Chevalier de Lorimier, né à Montréal, en 1803, se maria en 1832 avec Marguerite-Henriette Cadieux. M. de Lorimier exerçait la profession de notaire depuis 1829, lorsque éclatèrent les troubles de 1837. Il se lança dans la rébellion avec un enthousiasme profond. Après avoir pris part aux soulèvements de Saint-Eustache et de Beauharnois, il fut arrêté, le 12 novembre 1838 et subit son procès en Cour Martiale de Montréal.

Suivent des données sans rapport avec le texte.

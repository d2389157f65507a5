mod client;
mod resource;
mod trigger;

pub use client::*;
pub use resource::*;
pub use trigger::*;
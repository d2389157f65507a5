#[derive(Debug, Clone, Copy, PartialEq, Eq)]
pub enum AttributeType {
    Int,
    String,
}

#[derive(Debug, Clone, PartialEq, Eq)]
pub struct Attribute {
    pub name: &'static str,
    pub description: &'static str,
    pub r#type: AttributeType,
    pub required: bool,
    /// Changing the value replaces the remote object instead of updating it.
    pub force_new: bool,
    pub computed: bool,
}

impl Attribute {
    pub fn required(name: &'static str, r#type: AttributeType, description: &'static str) -> Self {
        Self {
            name,
            description,
            r#type,
            required: true,
            force_new: false,
            computed: false,
        }
    }

    pub fn computed(name: &'static str, r#type: AttributeType, description: &'static str) -> Self {
        Self {
            name,
            description,
            r#type,
            required: false,
            force_new: false,
            computed: true,
        }
    }

    pub fn force_new(mut self) -> Self {
        self.force_new = true;
        self
    }
}

#[derive(Debug, Clone, Default, PartialEq, Eq)]
pub struct Schema {
    attributes: Vec<Attribute>,
}

impl Schema {
    pub fn new() -> Self {
        Self::default()
    }

    pub fn with_attribute(mut self, attribute: Attribute) -> Self {
        self.attributes.push(attribute);
        self
    }

    pub fn attributes(&self) -> &[Attribute] {
        &self.attributes
    }

    pub fn attribute(&self, name: &str) -> Option<&Attribute> {
        self.attributes.iter().find(|a| a.name == name)
    }

    /// A resource whose every input forces replacement has nothing to update.
    pub fn is_immutable(&self) -> bool {
        self.attributes
            .iter()
            .filter(|a| !a.computed)
            .all(|a| a.force_new)
    }
}

pub fn trigger_schema() -> Schema {
    Schema::new()
        .with_attribute(
            Attribute::required(
                "workflow_template",
                AttributeType::Int,
                "ID of the workflow template.",
            )
            .force_new(),
        )
        .with_attribute(
            Attribute::required(
                "transition",
                AttributeType::String,
                "ID of the workflow template transition (composite ID format: workflow_template_id-transition_id).",
            )
            .force_new(),
        )
        .with_attribute(
            Attribute::required(
                "event_type_id",
                AttributeType::String,
                "Event type that triggers this transition (e.g., workflow_instance.created, tag.attach).",
            )
            .force_new(),
        )
        .with_attribute(Attribute::computed(
            "event_type_label",
            AttributeType::String,
            "Human-readable label for the event type.",
        ))
}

Devant la condamnation, Chevalier de Lorimier se montra d'une résignation vraiment angélique: "Mon sacrifice est fait, disait-il, et j'ai l'espoir d'aller voir mon Dieu; une seul chose assombrit mes derniers moments, c'est la pensée du dénuement de ma femme et de mes enfants; mais je les confie à la divine Providence". Le 15 février 1839, il monta sur l'échafaud suivi de quatre autres patriotes. Il donnait son sang pour l'honneur de notre nationalité et le triomphe de la liberté.
A la veille de sa mort, Chevalier de Lorimier avait dressé un testament politique que nous-mêmes et les nôtres devons connaître. Nous le citons en entier et textuellement:
"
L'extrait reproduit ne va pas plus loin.